El Gran Teatro de los Océanos: Una Oda a la Ineficacia Burocrática
En un acto de supremo sacrificio que seguramente requerirá erigir estatuas de bronce a los funcionarios implicados, la nación mexicana, junto a un puñado de otros valientes Estados, ha depositado solemnemente un pedazo de papel en la Organización de las Naciones Unidas. ¿El objeto de tan épica gesta? Nada menos que la ratificación del Tratado de Alta Mar, un acuerdo tan vinculante como un acuerdo de caballeros en un congreso de piratas.
Este monumental acuerdo internacional, fruto de dos décadas de enriquecedoras discusiones y cafés cargados, se promociona como el salvador de la vida marina en esas aguas que son de todos y, por tanto, de nadie. Es el equivalente diplomático a decidir, por fin, ponerle una cerradura a una puerta que no tiene paredes, techo, ni, en realidad, puerta.
La directora del Programa de Océanos de una respetable Asociación Latinoamericana ha salido, como manda el guion, a pregonar las bondades del tratado. Con la solemnidad de quien anuncia la llegada del mesías, nos recuerda que Latinoamérica posee una biodiversidad marina espectacular y que de los océanos depende nuestra seguridad alimentaria. Es conmovedor observar cómo la voz de la región se vuelve “indispensable” justo en el momento de firmar un documento que permite, de manera elegante, que todo siga exactamente igual.
El tratado, en su infinita sabiduría, promete crear áreas marinas protegidas y someter cualquier nueva actividad a evaluaciones de impacto ambiental. Una idea tan novedosa y revolucionaria que, sin duda, a los tiburones y al plancton les hará soltar lágrimas de alegría.

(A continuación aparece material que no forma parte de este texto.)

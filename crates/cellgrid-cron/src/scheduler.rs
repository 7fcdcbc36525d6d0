//! CronScheduler — lifecycle operations on persistent recurring jobs.
//!
//! A job is either Active (`next_run_time` set) or Paused
//! (`next_run_time` null). Creation yields an Active job; updates
//! replace trigger and payload but re-apply a pre-existing Paused state;
//! pause/resume toggle without touching trigger or payload.
//!
//! The run loop fires due Active jobs. A trigger missed while the
//! scheduler was down still fires after restart, up to the misfire
//! grace; beyond that it is skipped and the trigger advances.

use std::collections::BTreeMap;
use std::time::Duration;

use chrono::{DateTime, TimeDelta, Utc};
use glob::Pattern;
use serde_json::Value;
use tokio::sync::watch;
use tracing::{debug, info, warn};

use crate::error::{CronError, CronResult};
use crate::expr::CronExpr;
use crate::job::{CronJob, parse_name};
use crate::store::JobStore;

/// How late a missed trigger may still fire, in seconds (one day).
pub const MISFIRE_GRACE_SECS: i64 = 24 * 60 * 60;

fn misfire_grace() -> TimeDelta {
    TimeDelta::seconds(MISFIRE_GRACE_SECS)
}

/// Scheduler over a persistent job store.
#[derive(Clone)]
pub struct CronScheduler {
    store: JobStore,
}

impl CronScheduler {
    pub fn new(store: JobStore) -> Self {
        Self { store }
    }

    /// Get a job by id. Missing jobs are `None`, never an error.
    pub fn get_job(&self, job_id: &str) -> CronResult<Option<CronJob>> {
        self.store.get(job_id)
    }

    /// Create a new Active job. Fails with [`CronError::Found`] if the
    /// id is already present; the check and insert are atomic.
    pub fn create_job(
        &self,
        job_id: &str,
        name: String,
        kwargs: BTreeMap<String, Value>,
        expression: CronExpr,
    ) -> CronResult<CronJob> {
        let next_run_time = expression.next_fire(Utc::now())?;
        let job = CronJob {
            id: job_id.to_string(),
            name,
            expression,
            kwargs,
            paused: false,
            next_run_time,
        };
        if !self.store.insert_new(&job)? {
            return Err(CronError::Found(job_id.to_string()));
        }
        info!(%job_id, name = %job.name, "job created");
        Ok(job)
    }

    /// Replace a job's name, payload, and trigger. A job that was Paused
    /// stays Paused; everything else about it changes.
    pub fn update_job(
        &self,
        job_id: &str,
        name: String,
        kwargs: BTreeMap<String, Value>,
        expression: CronExpr,
    ) -> CronResult<CronJob> {
        let existing = self
            .store
            .get(job_id)?
            .ok_or_else(|| CronError::NotFound(job_id.to_string()))?;
        let was_paused = existing.paused;

        let mut job = CronJob {
            id: job_id.to_string(),
            name,
            expression,
            kwargs,
            paused: false,
            next_run_time: None,
        };
        if !was_paused {
            job.next_run_time = job.expression.next_fire(Utc::now())?;
        } else {
            job.paused = true;
        }
        self.store.put(&job)?;
        info!(%job_id, paused = job.paused, "job updated");
        Ok(job)
    }

    /// Delete a job. No-op if absent.
    pub fn delete_job(&self, job_id: &str) -> CronResult<bool> {
        self.store.delete(job_id)
    }

    /// Pause a job: clears `next_run_time`, keeps trigger and payload.
    pub fn pause_job(&self, job_id: &str) -> CronResult<CronJob> {
        let mut job = self
            .store
            .get(job_id)?
            .ok_or_else(|| CronError::NotFound(job_id.to_string()))?;
        job.paused = true;
        job.next_run_time = None;
        self.store.put(&job)?;
        info!(%job_id, "job paused");
        Ok(job)
    }

    /// Resume a paused job: recomputes `next_run_time` from the trigger.
    pub fn resume_job(&self, job_id: &str) -> CronResult<CronJob> {
        let mut job = self
            .store
            .get(job_id)?
            .ok_or_else(|| CronError::NotFound(job_id.to_string()))?;
        job.paused = false;
        job.next_run_time = job.expression.next_fire(Utc::now())?;
        self.store.put(&job)?;
        info!(%job_id, "job resumed");
        Ok(job)
    }

    /// List jobs, ordered by id. With no filters, everything; otherwise
    /// the union of jobs whose id matches `id_match` and jobs whose
    /// resource (from the job name) matches `resource_match`.
    pub fn list_jobs(
        &self,
        id_match: Option<&str>,
        resource_match: Option<&str>,
    ) -> CronResult<Vec<CronJob>> {
        let jobs = self.store.list()?;
        if id_match.is_none() && resource_match.is_none() {
            return Ok(jobs);
        }

        let id_pattern = compile(id_match)?;
        let resource_pattern = compile(resource_match)?;
        Ok(jobs
            .into_iter()
            .filter(|job| {
                let by_id = id_pattern.as_ref().is_some_and(|p| p.matches(&job.id));
                let by_resource = resource_pattern
                    .as_ref()
                    .is_some_and(|p| p.matches(&parse_name(&job.name).0));
                by_id || by_resource
            })
            .collect())
    }

    /// Fire every Active job due at `now`, invoking `runner` for each.
    ///
    /// Triggers overdue beyond the misfire grace are skipped. Either way
    /// the trigger advances past `now`. Runner failures are logged and
    /// never stop the sweep. Returns the number of jobs fired.
    pub fn fire_due_at(
        &self,
        now: DateTime<Utc>,
        runner: &dyn Fn(&CronJob) -> anyhow::Result<()>,
    ) -> CronResult<u32> {
        let mut fired = 0;
        for mut job in self.store.list()? {
            if job.paused {
                continue;
            }
            let Some(due) = job.next_run_time else {
                continue;
            };
            if due > now {
                continue;
            }
            if now - due <= misfire_grace() {
                debug!(job_id = %job.id, %due, "firing job");
                if let Err(e) = runner(&job) {
                    warn!(job_id = %job.id, error = %e, "job action failed");
                }
                fired += 1;
            } else {
                warn!(job_id = %job.id, %due, "missed fire beyond grace period, skipping");
            }
            job.next_run_time = job.expression.next_fire(now)?;
            self.store.put(&job)?;
        }
        Ok(fired)
    }

    /// Drive the scheduler until shutdown: sweep due jobs every `tick`.
    pub async fn run(
        &self,
        tick: Duration,
        runner: impl Fn(&CronJob) -> anyhow::Result<()>,
        mut shutdown: watch::Receiver<bool>,
    ) -> CronResult<()> {
        let mut interval = tokio::time::interval(tick);
        loop {
            tokio::select! {
                _ = interval.tick() => {
                    self.fire_due_at(Utc::now(), &runner)?;
                }
                _ = shutdown.changed() => {
                    if *shutdown.borrow() {
                        info!("cron scheduler stopping");
                        return Ok(());
                    }
                }
            }
        }
    }
}

fn compile(pattern: Option<&str>) -> CronResult<Option<Pattern>> {
    pattern
        .map(|p| {
            Pattern::new(p)
                .map_err(|e| CronError::InvalidInput(format!("bad pattern {p:?}: {e}")))
        })
        .transpose()
}
//! Event models and the cron API facade.
//!
//! An event model owns one event type end to end: it plans the job
//! (composite name plus fire-time kwargs) at definition time and
//! executes the action at fire time. Models are dispatched through an
//! explicit [`EventRegistry`] keyed by `<topic>:<action>`, so new event
//! kinds register without touching the scheduler.

use std::collections::{BTreeMap, HashMap};
use std::sync::Arc;

use serde_json::Value;
use tracing::{debug, info};

use crate::error::{CronError, CronResult};
use crate::expr::CronExpr;
use crate::gateway::LifecycleGateway;
use crate::job::{CronJob, JobInfo, build_name, parse_name};
use crate::scheduler::CronScheduler;

/// What a model wants stored for a job: the composite name and the
/// kwargs handed back to [`EventModel::fire`].
#[derive(Debug, Clone, PartialEq)]
pub struct JobPlan {
    pub name: String,
    pub kwargs: BTreeMap<String, Value>,
}

/// One event type: planning at definition time, action at fire time.
pub trait EventModel: Send + Sync {
    /// Registry key, `<topic>:<action>`.
    fn event(&self) -> &'static str;

    /// Validate inputs and produce the stored job plan.
    fn plan(&self, job_id: &str, resource: &str, count: Option<u32>) -> CronResult<JobPlan>;

    /// Execute the action with the kwargs stored by [`EventModel::plan`].
    fn fire(
        &self,
        kwargs: &BTreeMap<String, Value>,
        gateway: &dyn LifecycleGateway,
    ) -> anyhow::Result<()>;
}

fn require_count(event: &str, count: Option<u32>) -> CronResult<u32> {
    count.ok_or_else(|| CronError::InvalidInput(format!("{event} requires a count")))
}

fn kwarg_str<'a>(kwargs: &'a BTreeMap<String, Value>, key: &str) -> anyhow::Result<&'a str> {
    kwargs
        .get(key)
        .and_then(Value::as_str)
        .ok_or_else(|| anyhow::anyhow!("missing kwarg {key:?}"))
}

fn kwarg_count(kwargs: &BTreeMap<String, Value>) -> anyhow::Result<u32> {
    kwargs
        .get("count")
        .and_then(Value::as_u64)
        .map(|n| n as u32)
        .ok_or_else(|| anyhow::anyhow!("missing kwarg \"count\""))
}

/// `app:start` — start N instances of an application.
pub struct AppStart;

impl EventModel for AppStart {
    fn event(&self) -> &'static str {
        "app:start"
    }

    fn plan(&self, job_id: &str, resource: &str, count: Option<u32>) -> CronResult<JobPlan> {
        let count = require_count(self.event(), count)?;
        let mut kwargs = BTreeMap::new();
        kwargs.insert("job_id".to_string(), Value::from(job_id));
        kwargs.insert("app_name".to_string(), Value::from(resource));
        kwargs.insert("count".to_string(), Value::from(count));
        Ok(JobPlan {
            name: build_name(resource, "app", "start", Some(count)),
            kwargs,
        })
    }

    fn fire(
        &self,
        kwargs: &BTreeMap<String, Value>,
        gateway: &dyn LifecycleGateway,
    ) -> anyhow::Result<()> {
        let app = kwarg_str(kwargs, "app_name")?;
        let count = kwarg_count(kwargs)?;
        info!(%app, count, "cron: starting instances");
        gateway.start_instances(app, count)
    }
}

/// `app:stop` — delete all running instances of an application.
pub struct AppStop;

impl EventModel for AppStop {
    fn event(&self) -> &'static str {
        "app:stop"
    }

    fn plan(&self, job_id: &str, resource: &str, _count: Option<u32>) -> CronResult<JobPlan> {
        let mut kwargs = BTreeMap::new();
        kwargs.insert("job_id".to_string(), Value::from(job_id));
        kwargs.insert("app_name".to_string(), Value::from(resource));
        Ok(JobPlan {
            name: build_name(resource, "app", "stop", None),
            kwargs,
        })
    }

    fn fire(
        &self,
        kwargs: &BTreeMap<String, Value>,
        gateway: &dyn LifecycleGateway,
    ) -> anyhow::Result<()> {
        let app = kwarg_str(kwargs, "app_name")?;
        let instances = gateway.list_instances(app)?;
        if instances.is_empty() {
            debug!(%app, "cron: no instances to stop");
            return Ok(());
        }
        info!(%app, count = instances.len(), "cron: stopping instances");
        gateway.bulk_delete(&instances)
    }
}

/// `monitor:set_count` — set a monitor's desired instance count.
pub struct MonitorSetCount;

impl EventModel for MonitorSetCount {
    fn event(&self) -> &'static str {
        "monitor:set_count"
    }

    fn plan(&self, job_id: &str, resource: &str, count: Option<u32>) -> CronResult<JobPlan> {
        let count = require_count(self.event(), count)?;
        let mut kwargs = BTreeMap::new();
        kwargs.insert("job_id".to_string(), Value::from(job_id));
        kwargs.insert("monitor_name".to_string(), Value::from(resource));
        kwargs.insert("count".to_string(), Value::from(count));
        Ok(JobPlan {
            name: build_name(resource, "monitor", "set_count", Some(count)),
            kwargs,
        })
    }

    fn fire(
        &self,
        kwargs: &BTreeMap<String, Value>,
        gateway: &dyn LifecycleGateway,
    ) -> anyhow::Result<()> {
        let monitor = kwarg_str(kwargs, "monitor_name")?;
        let count = kwarg_count(kwargs)?;
        info!(%monitor, count, "cron: setting monitor count");
        gateway.set_monitor_count(monitor, count)
    }
}

/// Registry of event models keyed by `<topic>:<action>`.
pub struct EventRegistry {
    models: HashMap<&'static str, Box<dyn EventModel>>,
}

impl EventRegistry {
    /// Registry with the built-in models.
    pub fn builtin() -> Self {
        let mut registry = Self {
            models: HashMap::new(),
        };
        registry.register(Box::new(AppStart));
        registry.register(Box::new(AppStop));
        registry.register(Box::new(MonitorSetCount));
        registry
    }

    pub fn register(&mut self, model: Box<dyn EventModel>) {
        self.models.insert(model.event(), model);
    }

    /// Look up a model; unknown events are invalid input.
    pub fn get(&self, event: &str) -> CronResult<&dyn EventModel> {
        self.models
            .get(event)
            .map(Box::as_ref)
            .ok_or_else(|| CronError::InvalidInput(format!("unknown event {event:?}")))
    }

    /// Fire a stored job: recover the event from the job name and run
    /// the matching model with the job's kwargs.
    pub fn fire_job(
        &self,
        job: &CronJob,
        gateway: &dyn LifecycleGateway,
    ) -> anyhow::Result<()> {
        let (_, fields) = parse_name(&job.name);
        let (topic, action) = match (fields.get("event"), fields.get("action")) {
            (Some(topic), Some(action)) => (topic, action),
            _ => anyhow::bail!("job {:?} has a malformed name {:?}", job.id, job.name),
        };
        let model = self.get(&format!("{topic}:{action}"))?;
        model.fire(&job.kwargs, gateway)
    }
}

/// API facade over the scheduler and event registry; the shape the REST
/// and CLI surfaces call into.
pub struct CronApi {
    scheduler: CronScheduler,
    registry: Arc<EventRegistry>,
}

impl CronApi {
    pub fn new(scheduler: CronScheduler, registry: Arc<EventRegistry>) -> Self {
        Self {
            scheduler,
            registry,
        }
    }

    /// Create a job for an event on a resource. The id must be new.
    pub fn create(
        &self,
        job_id: &str,
        event: &str,
        resource: &str,
        expression: &str,
        count: Option<u32>,
    ) -> CronResult<JobInfo> {
        if self.scheduler.get_job(job_id)?.is_some() {
            return Err(CronError::Found(job_id.to_string()));
        }
        let plan = self.registry.get(event)?.plan(job_id, resource, count)?;
        let expression = CronExpr::parse(expression)?;
        let job = self
            .scheduler
            .create_job(job_id, plan.name, plan.kwargs, expression)?;
        Ok(JobInfo::from(&job))
    }

    /// Update a job. `pause`/`resume` short-circuit without touching the
    /// definition; otherwise the event/resource/expression replace it,
    /// with a paused job staying paused.
    #[allow(clippy::too_many_arguments)]
    pub fn update(
        &self,
        job_id: &str,
        event: &str,
        resource: &str,
        expression: &str,
        count: Option<u32>,
        pause: bool,
        resume: bool,
    ) -> CronResult<JobInfo> {
        if pause {
            return Ok(JobInfo::from(&self.scheduler.pause_job(job_id)?));
        }
        if resume {
            return Ok(JobInfo::from(&self.scheduler.resume_job(job_id)?));
        }
        let plan = self.registry.get(event)?.plan(job_id, resource, count)?;
        let expression = CronExpr::parse(expression)?;
        let job = self
            .scheduler
            .update_job(job_id, plan.name, plan.kwargs, expression)?;
        Ok(JobInfo::from(&job))
    }

    /// Get a job's wire shape, `None` when absent.
    pub fn get(&self, job_id: &str) -> CronResult<Option<JobInfo>> {
        Ok(self.scheduler.get_job(job_id)?.map(|j| JobInfo::from(&j)))
    }

    /// Delete a job. No-op if absent.
    pub fn delete(&self, job_id: &str) -> CronResult<()> {
        self.scheduler.delete_job(job_id)?;
        Ok(())
    }

    /// List jobs matching the optional id and resource globs.
    pub fn list(
        &self,
        id_match: Option<&str>,
        resource_match: Option<&str>,
    ) -> CronResult<Vec<JobInfo>> {
        Ok(self
            .scheduler
            .list_jobs(id_match, resource_match)?
            .iter()
            .map(JobInfo::from)
            .collect())
    }
}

Mientras tanto, las flotas pesqueras industriales probablemente estén revisando el calendario para ver cuánto tiempo tienen hasta 2026 para saquear a gusto.
Pero la joya de la corona, la pieza maestra de la sátira política involuntaria, la ha aportado el propio México. Con la precisión de un cirujano legislando sobre una herida abierta, nuestro país ha planteado una excepción genial. Básicamente, ha declarado: “Ratificamos, pero todo lo que ya se haya robado o estudiado antes de que esto entre en vigor para nosotros, pues eso queda en el limbo de la impunidad”. Es la versión oceánica de decir “acepto respetar la ley, pero solo a partir de mañana; lo de ayer y hoy no cuenta”.
Así pues, celebremos. Celebremos este triunfo de la palabraía sobre la acción, de la firma sobre el hecho. El Tratado de Alta Mar ya está en vigor, listo para proteger el océano con la firmeza de un guante de seda. Mientras las ballenas siguen nadando entre plásticos y los ecosistemas se colapsan, la humanidad puede dormir tranquila: hemos creado un acuerdo jurídicamente vinculante. ¿Que si servirá de algo? Esa, querido lector, es una pregunta terriblemente mundana para una tragedia tan elegantemente burocrática.